L’ANJ pour vous sauver !

Les années passent et le secteur des paris sportifs en ligne est en pleine croissance en France. 10 années se sont écoulées, nous sommes le 1er janvier 2020 et l’ARJEL est remplacée par le nouveau régulateur des jeux d’argent : l’ANJ. Le but est de renforcer les pouvoirs en matière de régulation des jeux d’argent et de hasard. La messe est dite. 
Nous voilà désormais à l’approche de l’Euro 2020 (qui est joué en 2021, covid), un véritable bol d’air pour les français en souffrance et une opportunité en or pour les bookmakers d’accélérer leur folle croissance. Les bookmakers débloquent des montants assez colossaux en publicités et en offres promotionnelles en tout genre pour le plus grand plaisir des parieurs. 

Mais du côté de l’ANJ et de certains politiques ça grince des dents. Les paris sportifs et les pratiques agressives des opérateurs de jeux sont pointés du doigt. Messages trompeurs, incitations au jeu, addiction, tout y passe et la pression pour restreindre davantage les bookmakers est à son maximum. On notera quand même un discours facile et gagné d’avance pour les politiques, puisque dans un pays où les paris sportifs sont encore mal vus et tabous, personne ne s’opposera à cet avis très largement dominant. 
L’ANJ va donc resserrer la vis et on se rappelle notamment de l’interdiction de la campagne vidéo publicitaire de Winamax “tout pour la daronne”. L’ANJ estime que le film de Winamax contrevient à ces règles, car il véhicule le message selon lequel les paris sportifs peuvent contribuer à la réussite sociale, entendue comme une ascension sociale ou un changement de statut social. La machine est lancée.
Désormais les bookmakers sont obligés de soumettre en amont leurs campagnes publicitaires afin qu’elles soient validées par l’ANJ pour être diffusées. Terminé les insinuations de changement de statut social, de vivre des expériences hors du commun ou d’accéder à des services onéreux grâce aux paris sportifs, les bookmakers ne peuvent plus jouer sur cette ligne houleuse, bien qu’efficace il faut le dire. 
Pour rester cohérent, les services de pronostiqueurs et de tipsters sont désormais illégaux puisqu’ils mettent en avant une promesse de gain. Pour l’ANJ c’est clair, il n’y a pas de possibilité de bénéfices à long terme avec les paris sportifs. 
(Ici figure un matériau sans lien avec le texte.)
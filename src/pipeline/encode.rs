//! Image encoding: `DynamicImage` → JPEG bytes.
//!
//! The service only takes JPEG, so a rendered page is flattened to RGB
//! (JPEG has no alpha channel) and encoded at the configured quality.

use crate::error::ScanError;
use image::codecs::jpeg::JpegEncoder;
use image::DynamicImage;
use tracing::debug;

/// Encode a rendered page as JPEG at `quality` (1–100).
pub fn encode_jpeg(img: &DynamicImage, quality: u8) -> Result<Vec<u8>, ScanError> {
    let rgb = img.to_rgb8();
    let mut buf = Vec::new();
    JpegEncoder::new_with_quality(&mut buf, quality)
        .encode_image(&rgb)
        .map_err(|e| ScanError::ConversionFailure {
            detail: format!("JPEG encoding failed: {}", e),
        })?;

    debug!(
        "Encoded {}x{} page → {} bytes JPEG (q={})",
        rgb.width(),
        rgb.height(),
        buf.len(),
        quality
    );
    Ok(buf)
}
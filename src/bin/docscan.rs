//! CLI binary for docscan.
//!
//! A thin shim over the library crate: maps CLI flags to `ScanConfig`,
//! drives one `ScanForm` select + submit, and prints the result panels.

use anyhow::{Context, Result};
use clap::Parser;
use docscan::{ScanConfig, ScanError, ScanForm, ScanObserver, UiState, DEFAULT_ENDPOINT_URL};
use indicatif::{ProgressBar, ProgressDrawTarget, ProgressStyle};
use std::io;
use std::path::PathBuf;
use std::sync::Arc;
use std::time::Duration;
use tracing_subscriber::EnvFilter;

// ── ANSI colour helpers (no extra deps) ──────────────────────────────────────

fn red(s: &str) -> String {
    format!("\x1b[31m{s}\x1b[0m")
}
fn dim(s: &str) -> String {
    format!("\x1b[2m{s}\x1b[0m")
}
fn bold(s: &str) -> String {
    format!("\x1b[1m{s}\x1b[0m")
}
fn cyan(s: &str) -> String {
    format!("\x1b[36m{s}\x1b[0m")
}

// ── Busy indicator ───────────────────────────────────────────────────────────

/// Shows a spinner for as long as the form is `Loading`.
struct SpinnerObserver {
    bar: ProgressBar,
}

impl SpinnerObserver {
    fn new() -> Arc<Self> {
        let bar = ProgressBar::hidden();
        bar.set_style(
            ProgressStyle::with_template("{spinner:.cyan} {prefix:.bold}  {msg}  ⏱ {elapsed}")
                .unwrap_or_else(|_| ProgressStyle::default_spinner())
                .tick_strings(&["⠋", "⠙", "⠹", "⠸", "⠼", "⠴", "⠦", "⠧", "⠇", "⠏", "⠿"]),
        );
        bar.set_prefix("Scanning");
        Arc::new(Self { bar })
    }
}

impl ScanObserver for SpinnerObserver {
    fn on_state_change(&self, state: &UiState) {
        match state {
            UiState::Loading => {
                self.bar.set_draw_target(ProgressDrawTarget::stderr());
                self.bar.set_message("Processing…");
                self.bar.enable_steady_tick(Duration::from_millis(80));
            }
            UiState::Result(_) | UiState::Error(_) => self.bar.finish_and_clear(),
            UiState::Idle => {}
        }
    }

    fn on_first_page_only(&self, page_count: usize) {
        self.bar.println(format!(
            "{} {}",
            cyan("⚠"),
            dim(&format!("PDF has {page_count} pages; only the first page is scanned"))
        ));
    }
}

const AFTER_HELP: &str = r#"EXAMPLES:
  # Scan a photo
  docscan receipt.jpg

  # Scan the first page of a PDF
  docscan contract.pdf

  # JSON output
  docscan --json invoice.pdf > result.json

  # Use a different OCR endpoint
  docscan --endpoint http://localhost:8080/api/webapp/v0/getDocScanned scan.jpeg

ENVIRONMENT VARIABLES:
  DOCSCAN_ENDPOINT    OCR endpoint URL
  PDFIUM_LIB_PATH     Path to libpdfium (file or containing directory)
  RUST_LOG            Overrides the log filter
"#;

/// Scan a JPG or PDF with the document OCR service.
#[derive(Parser, Debug)]
#[command(
    name = "docscan",
    version,
    about = "Scan a JPG or PDF with a document OCR service",
    long_about = "Upload a JPG, or the first page of a PDF rendered to JPEG, to a document \
OCR service and print the caption, confidence and extracted text it returns.",
    arg_required_else_help = true,
    color = clap::ColorChoice::Auto,
    after_long_help = AFTER_HELP
)]
struct Cli {
    /// JPG or PDF file to scan.
    input: PathBuf,

    /// OCR endpoint receiving the upload.
    #[arg(long, env = "DOCSCAN_ENDPOINT", default_value = DEFAULT_ENDPOINT_URL)]
    endpoint: String,

    /// pdfium library file, or the directory containing it.
    #[arg(long, env = "PDFIUM_LIB_PATH")]
    pdfium_lib: Option<PathBuf>,

    /// PDF render scale relative to the page's native size.
    #[arg(long, env = "DOCSCAN_RENDER_SCALE", default_value_t = 1.5)]
    scale: f32,

    /// JPEG quality for converted PDF pages (1–100).
    #[arg(long, env = "DOCSCAN_JPEG_QUALITY", default_value_t = 90,
          value_parser = clap::value_parser!(u8).range(1..=100))]
    quality: u8,

    /// Request timeout in seconds. No timeout when unset.
    #[arg(long, env = "DOCSCAN_TIMEOUT")]
    timeout: Option<u64>,

    /// Declared media type, instead of deriving it from the extension.
    #[arg(long, env = "DOCSCAN_MEDIA_TYPE")]
    media_type: Option<String>,

    /// Print the OCR result as JSON.
    #[arg(long, env = "DOCSCAN_JSON")]
    json: bool,

    /// Disable the busy spinner.
    #[arg(long, env = "DOCSCAN_NO_PROGRESS")]
    no_progress: bool,

    /// Enable DEBUG-level tracing logs.
    #[arg(short, long, env = "DOCSCAN_VERBOSE")]
    verbose: bool,

    /// Suppress all output except the result and errors.
    #[arg(short, long, env = "DOCSCAN_QUIET")]
    quiet: bool,
}

#[tokio::main]
async fn main() -> Result<()> {
    let cli = Cli::parse();

    // ── Logging setup ────────────────────────────────────────────────────
    // The spinner gives all the feedback that matters, so library INFO logs
    // are muted while it is active.
    let show_progress = !cli.quiet && !cli.no_progress && !cli.json;
    let filter = if cli.verbose {
        "debug"
    } else if cli.quiet || show_progress {
        "error"
    } else {
        "info"
    };

    tracing_subscriber::fmt()
        .with_env_filter(
            EnvFilter::try_from_default_env().unwrap_or_else(|_| EnvFilter::new(filter)),
        )
        .with_writer(io::stderr)
        .init();

    let config = build_config(&cli, show_progress)?;
    let mut form = ScanForm::new(config).context("Invalid configuration")?;

    // ── Select ───────────────────────────────────────────────────────────
    match form.select_path(&cli.input, cli.media_type.as_deref()).await {
        Ok(file) => {
            if !cli.quiet && !cli.json {
                eprintln!("Selected: {}", bold(&file.name));
            }
        }
        Err(e @ ScanError::InvalidFileType { .. }) => {
            anyhow::bail!("{}", red(&e.user_message()));
        }
        Err(e) => return Err(e).context("Failed to read input file"),
    }

    // ── Submit ───────────────────────────────────────────────────────────
    match form.submit().await {
        Ok(result) => {
            if cli.json {
                println!(
                    "{}",
                    serde_json::to_string_pretty(&result).context("Failed to serialise result")?
                );
            } else {
                print_panel("Caption", &result.caption_result);
                print_panel("Confidence", &result.confidence.to_string());
                print_panel("Extracted Text", &result.read_result);
            }
            Ok(())
        }
        // The library has already logged the detail; the banner is what the
        // form shows.
        Err(_) => match form.state() {
            UiState::Error(msg) => anyhow::bail!("{}", red(msg)),
            other => anyhow::bail!("Submission ended in unexpected state {other:?}"),
        },
    }
}

/// Map CLI args to `ScanConfig`.
fn build_config(cli: &Cli, show_progress: bool) -> Result<ScanConfig> {
    let mut builder = ScanConfig::builder()
        .endpoint_url(cli.endpoint.clone())
        .render_scale(cli.scale)
        .jpeg_quality(cli.quality);

    if let Some(ref path) = cli.pdfium_lib {
        builder = builder.renderer_library_path(path.clone());
    }
    if let Some(secs) = cli.timeout {
        builder = builder.request_timeout_secs(secs);
    }
    if show_progress {
        builder = builder.observer(SpinnerObserver::new() as Arc<dyn ScanObserver>);
    }

    builder.build().context("Invalid configuration")
}

fn print_panel(title: &str, body: &str) {
    println!("{}", bold(&format!("── {title} ")));
    println!("{body}");
    println!();
}
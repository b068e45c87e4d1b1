//! Input: the file picker.
//!
//! A [`PickedFile`] is whatever the user chose, with the media type the
//! picker declared for it. Only a picked file whose declared type is exactly
//! `image/jpeg` or `application/pdf` becomes a [`SelectedFile`]; the content
//! bytes are never sniffed. Paths get their declared type from the extension,
//! the same way a browser file input reports `File.type`.

use crate::error::ScanError;
use std::path::{Path, PathBuf};
use tracing::debug;

pub const MEDIA_TYPE_JPEG: &str = "image/jpeg";
pub const MEDIA_TYPE_PDF: &str = "application/pdf";
const MEDIA_TYPE_UNKNOWN: &str = "application/octet-stream";

/// Extensions offered by the picker.
pub const ACCEPTED_EXTENSIONS: &[&str] = &["jpg", "jpeg", "pdf"];

/// A file as handed over by the picker, before validation.
#[derive(Debug, Clone, PartialEq)]
pub struct PickedFile {
    pub name: String,
    /// Declared media type; compared case-sensitively.
    pub media_type: String,
    pub bytes: Vec<u8>,
}

impl PickedFile {
    pub fn new(name: impl Into<String>, media_type: impl Into<String>, bytes: Vec<u8>) -> Self {
        Self {
            name: name.into(),
            media_type: media_type.into(),
            bytes,
        }
    }
}

/// The two accepted kinds of upload.
#[derive(Debug, Clone, Copy, PartialEq, Eq)]
pub enum MediaKind {
    Jpeg,
    Pdf,
}

impl MediaKind {
    /// Exact, case-sensitive match on the declared media type.
    pub fn from_media_type(media_type: &str) -> Option<Self> {
        match media_type {
            MEDIA_TYPE_JPEG => Some(MediaKind::Jpeg),
            MEDIA_TYPE_PDF => Some(MediaKind::Pdf),
            _ => None,
        }
    }

    pub fn media_type(self) -> &'static str {
        match self {
            MediaKind::Jpeg => MEDIA_TYPE_JPEG,
            MediaKind::Pdf => MEDIA_TYPE_PDF,
        }
    }
}

/// A validated file, ready to submit.
#[derive(Debug, Clone, PartialEq)]
pub struct SelectedFile {
    pub name: String,
    pub kind: MediaKind,
    pub bytes: Vec<u8>,
}

impl SelectedFile {
    pub fn media_type(&self) -> &'static str {
        self.kind.media_type()
    }
}

impl TryFrom<PickedFile> for SelectedFile {
    type Error = ScanError;

    fn try_from(picked: PickedFile) -> Result<Self, Self::Error> {
        match MediaKind::from_media_type(&picked.media_type) {
            Some(kind) => Ok(SelectedFile {
                name: picked.name,
                kind,
                bytes: picked.bytes,
            }),
            None => Err(ScanError::InvalidFileType {
                name: picked.name,
                media_type: picked.media_type,
            }),
        }
    }
}

/// Media type a browser picker would declare for this path.
pub fn declared_media_type(path: &Path) -> &'static str {
    let ext = path
        .extension()
        .and_then(|e| e.to_str())
        .map(|e| e.to_ascii_lowercase());
    match ext.as_deref() {
        Some("jpg") | Some("jpeg") => MEDIA_TYPE_JPEG,
        Some("pdf") => MEDIA_TYPE_PDF,
        _ => MEDIA_TYPE_UNKNOWN,
    }
}

/// Read a local file into a [`PickedFile`].
///
/// `media_type` overrides the extension-derived type when given.
pub async fn pick_file(path: &Path, media_type: Option<&str>) -> Result<PickedFile, ScanError> {
    let bytes = tokio::fs::read(path).await.map_err(|e| read_error(path, e))?;

    let name = path
        .file_name()
        .map(|n| n.to_string_lossy().into_owned())
        .unwrap_or_else(|| path.display().to_string());
    let media_type = media_type
        .map(str::to_string)
        .unwrap_or_else(|| declared_media_type(path).to_string());

    debug!(
        "Picked '{}' ({}, {} bytes)",
        name,
        media_type,
        bytes.len()
    );
    Ok(PickedFile {
        name,
        media_type,
        bytes,
    })
}

fn read_error(path: &Path, e: std::io::Error) -> ScanError {
    let path: PathBuf = path.to_path_buf();
    match e.kind() {
        std::io::ErrorKind::NotFound => ScanError::FileNotFound { path },
        std::io::ErrorKind::PermissionDenied => ScanError::PermissionDenied { path },
        _ => ScanError::ReadFailed { path, source: e },
    }
}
On aurait pu croire que la pression allait se relâcher un peu après l’Euro et surtout après le Mondial de 2022, mais que nenni. On est à la fin 2023, les cotations des matchs sur les bookmakers français ont rarement été aussi mauvaises avec des TRJ (taux de retour joueurs) au ras des pâquerettes. Le régulateur impose en effet aux bookmakers de rentrer dans une fourchette de TRJ sur l’exercice de l’année.
Dans la foulée Winamax se voit refuser dans un premier temps sa stratégie promotionnelle pour 2024. Le bookmaker a dû redéposer un nouveau dossier en février revu à la baisse. L’ANJ finira par approuver avec des conditions et demandera notamment que “les gratifications financières destinées à recruter ou fidéliser les joueurs demeurent modérées”. L’âge d’or des promotions semble bien révolue ! 

Une équation complexe…

Seulement tout n’est pas si simple, les paris sportifs sont la locomotive de la croissance du secteur des jeux d’argent. De cette folle croissance il y en a qui en profitent. En commençant par l’état français avec les récoltes des recettes fiscale que ça engendre. Il est répandu d’entendre que le joueur n’est pas imposé en France. C’est à moitié vrai pour ne pas dire faux. C’est une taxe indirecte puisque le bookmaker doit appliquer une marge, ce fameux montant restant après avoir retiré le taux de retour au joueur (TRJ). Cette marge permet aux opérateurs de jeux d’être bénéficiaires mais aussi de payer leurs impôts. Pour donner un exemple parlant, si vous jouez une cotation à 2.00 vous auriez pu la jouer à peut-être 2.05 si le bookmaker ne devait pas reverser d’impôt. C’est aussi pourquoi les cotations sont majoritairement supérieures à l’étranger (exemple le bookmaker Pinnacle). 
Mais revenons à nos moutons, ces recettes fiscales permettent par exemple d’alimenter l’agence nationale des sports (ANS). De l’argent qui est investi directement dans le sport amateur (infrastructures, équipements sportifs etc…) à hauteur d’un plafonnement de 34.6 millions par an et qui est régulièrement en pourparlers pour faire sauter ce plafonnement afin qu’une plus grande part, voire la totalité des recettes fiscales des bookmakers soient reversées directement à l’ANS.  

Sans oublier le sponsoring et les partenariats majeurs que les bookmakers apportent dans beaucoup de sports et ligues professionnels. Pour exemple la Ligue 1 Française de Basket s’appelle la Ligue Betclic Elite. Betclic est aussi partenaire de : l’équipe de France de football, de la coupe de France, de la Ligue 1 et de la Ligue 2, du Top 14, de l’UFC, de l’Olympique Lyonnais, de la Fédération Française de Volley…
Les diffuseurs et chaînes TV ont également intégré dans leurs modèles économiques les recettes des spots de publicités des bookmakers.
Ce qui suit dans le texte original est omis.